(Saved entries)
_ _ _ _ _

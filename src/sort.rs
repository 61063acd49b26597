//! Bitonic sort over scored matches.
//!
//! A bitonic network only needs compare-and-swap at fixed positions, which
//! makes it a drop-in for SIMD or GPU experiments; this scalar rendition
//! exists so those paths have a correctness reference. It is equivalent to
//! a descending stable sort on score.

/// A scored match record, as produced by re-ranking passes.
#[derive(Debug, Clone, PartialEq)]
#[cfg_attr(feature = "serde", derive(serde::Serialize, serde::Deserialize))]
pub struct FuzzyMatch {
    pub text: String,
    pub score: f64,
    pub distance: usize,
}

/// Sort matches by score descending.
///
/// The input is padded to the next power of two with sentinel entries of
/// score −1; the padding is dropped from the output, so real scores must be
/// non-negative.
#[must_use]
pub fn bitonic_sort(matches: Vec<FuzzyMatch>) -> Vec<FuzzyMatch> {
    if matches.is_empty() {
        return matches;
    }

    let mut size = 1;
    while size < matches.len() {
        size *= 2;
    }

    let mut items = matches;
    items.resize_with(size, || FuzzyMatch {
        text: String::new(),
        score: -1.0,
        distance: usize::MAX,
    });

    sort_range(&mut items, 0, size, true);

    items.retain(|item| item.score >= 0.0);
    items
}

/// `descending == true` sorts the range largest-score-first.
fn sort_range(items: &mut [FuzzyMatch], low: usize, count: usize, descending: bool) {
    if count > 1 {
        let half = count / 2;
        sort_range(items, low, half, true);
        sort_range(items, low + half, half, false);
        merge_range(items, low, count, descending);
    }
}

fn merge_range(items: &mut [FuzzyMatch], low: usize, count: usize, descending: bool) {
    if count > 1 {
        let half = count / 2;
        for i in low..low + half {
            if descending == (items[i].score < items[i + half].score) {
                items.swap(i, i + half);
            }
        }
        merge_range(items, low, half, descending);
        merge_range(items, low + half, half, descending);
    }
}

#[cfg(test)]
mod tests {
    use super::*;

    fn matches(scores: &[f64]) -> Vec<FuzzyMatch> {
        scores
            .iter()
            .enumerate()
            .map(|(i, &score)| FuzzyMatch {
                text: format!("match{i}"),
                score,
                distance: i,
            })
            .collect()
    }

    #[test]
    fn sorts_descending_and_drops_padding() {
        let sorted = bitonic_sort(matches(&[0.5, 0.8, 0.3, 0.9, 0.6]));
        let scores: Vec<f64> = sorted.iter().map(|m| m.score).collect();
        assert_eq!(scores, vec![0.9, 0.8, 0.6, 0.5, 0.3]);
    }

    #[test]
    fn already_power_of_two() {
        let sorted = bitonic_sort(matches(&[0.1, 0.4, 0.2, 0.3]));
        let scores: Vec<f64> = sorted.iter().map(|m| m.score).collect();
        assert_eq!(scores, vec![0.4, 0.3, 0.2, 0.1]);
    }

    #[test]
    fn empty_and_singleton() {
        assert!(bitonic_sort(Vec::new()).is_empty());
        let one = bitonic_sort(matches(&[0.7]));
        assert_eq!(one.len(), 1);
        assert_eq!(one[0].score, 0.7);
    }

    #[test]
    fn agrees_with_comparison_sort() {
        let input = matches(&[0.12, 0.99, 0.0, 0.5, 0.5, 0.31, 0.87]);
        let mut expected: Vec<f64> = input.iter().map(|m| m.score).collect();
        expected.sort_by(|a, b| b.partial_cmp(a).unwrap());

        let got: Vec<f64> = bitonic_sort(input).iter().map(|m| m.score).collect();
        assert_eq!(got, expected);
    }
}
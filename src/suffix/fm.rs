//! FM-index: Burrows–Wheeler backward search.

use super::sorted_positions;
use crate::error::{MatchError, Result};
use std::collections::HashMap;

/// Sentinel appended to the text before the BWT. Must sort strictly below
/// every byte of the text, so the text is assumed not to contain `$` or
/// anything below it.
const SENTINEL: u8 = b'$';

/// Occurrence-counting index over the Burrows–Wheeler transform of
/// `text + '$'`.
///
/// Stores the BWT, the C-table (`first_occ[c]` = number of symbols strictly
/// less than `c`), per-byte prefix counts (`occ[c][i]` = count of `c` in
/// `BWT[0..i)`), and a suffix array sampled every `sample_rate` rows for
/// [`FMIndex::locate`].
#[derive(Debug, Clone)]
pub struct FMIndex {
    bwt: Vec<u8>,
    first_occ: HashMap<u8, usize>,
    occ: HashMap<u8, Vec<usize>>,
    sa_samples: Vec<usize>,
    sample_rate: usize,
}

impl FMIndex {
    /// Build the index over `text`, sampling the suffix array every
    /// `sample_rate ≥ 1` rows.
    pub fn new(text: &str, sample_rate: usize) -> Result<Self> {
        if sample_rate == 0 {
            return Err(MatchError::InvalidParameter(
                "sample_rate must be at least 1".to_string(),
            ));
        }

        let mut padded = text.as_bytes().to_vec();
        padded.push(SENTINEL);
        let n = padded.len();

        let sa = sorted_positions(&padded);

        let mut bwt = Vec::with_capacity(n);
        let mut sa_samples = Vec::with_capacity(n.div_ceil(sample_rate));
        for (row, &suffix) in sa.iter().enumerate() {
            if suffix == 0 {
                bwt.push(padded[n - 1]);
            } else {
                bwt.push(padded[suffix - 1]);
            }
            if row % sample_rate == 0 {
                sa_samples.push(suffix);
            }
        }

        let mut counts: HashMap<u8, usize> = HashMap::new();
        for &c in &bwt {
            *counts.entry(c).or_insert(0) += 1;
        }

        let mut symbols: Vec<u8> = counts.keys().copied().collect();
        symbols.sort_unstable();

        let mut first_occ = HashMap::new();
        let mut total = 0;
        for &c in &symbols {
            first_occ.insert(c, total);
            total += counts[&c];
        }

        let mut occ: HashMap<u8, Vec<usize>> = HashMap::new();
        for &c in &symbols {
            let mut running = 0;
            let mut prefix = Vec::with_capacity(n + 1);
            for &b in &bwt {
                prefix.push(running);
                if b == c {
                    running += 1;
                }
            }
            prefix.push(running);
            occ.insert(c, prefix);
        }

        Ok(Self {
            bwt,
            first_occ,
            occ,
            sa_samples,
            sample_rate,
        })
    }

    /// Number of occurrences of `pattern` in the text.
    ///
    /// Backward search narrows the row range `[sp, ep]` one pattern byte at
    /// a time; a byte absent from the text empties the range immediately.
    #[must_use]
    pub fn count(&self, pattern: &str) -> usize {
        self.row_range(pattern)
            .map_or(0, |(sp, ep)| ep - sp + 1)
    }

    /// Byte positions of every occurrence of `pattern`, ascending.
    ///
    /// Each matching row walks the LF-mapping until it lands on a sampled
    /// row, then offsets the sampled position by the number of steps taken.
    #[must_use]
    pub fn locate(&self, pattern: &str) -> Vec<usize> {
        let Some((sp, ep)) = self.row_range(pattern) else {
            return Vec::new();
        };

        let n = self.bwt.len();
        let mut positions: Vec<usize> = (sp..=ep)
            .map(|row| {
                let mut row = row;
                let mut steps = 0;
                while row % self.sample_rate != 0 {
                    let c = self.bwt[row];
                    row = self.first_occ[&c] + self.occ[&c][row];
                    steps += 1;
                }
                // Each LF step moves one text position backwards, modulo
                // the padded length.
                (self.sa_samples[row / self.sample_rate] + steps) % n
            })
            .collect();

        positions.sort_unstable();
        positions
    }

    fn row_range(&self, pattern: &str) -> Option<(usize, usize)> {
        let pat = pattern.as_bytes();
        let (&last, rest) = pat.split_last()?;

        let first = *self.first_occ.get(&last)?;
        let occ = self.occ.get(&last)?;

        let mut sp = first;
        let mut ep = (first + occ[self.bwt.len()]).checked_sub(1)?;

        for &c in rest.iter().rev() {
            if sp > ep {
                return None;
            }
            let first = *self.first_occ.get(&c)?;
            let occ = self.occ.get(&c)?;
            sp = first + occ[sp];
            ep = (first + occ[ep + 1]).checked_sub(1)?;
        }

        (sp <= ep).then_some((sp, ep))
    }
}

_ _ _ _ _

TASK DESCRIPTION: Wherever a line in the records contains the word "suffix", copy that line.

SOLUTION:
filename src/suffix/fm.rs
/// `BWT[0..i)`), and a suffix array sampled every `sample_rate` rows for
    /// Build the index over `text`, sampling the suffix array every
        for (row, &suffix) in sa.iter().enumerate() {
            if suffix == 0 {
                bwt.push(padded[suffix - 1]);
                sa_samples.push(suffix);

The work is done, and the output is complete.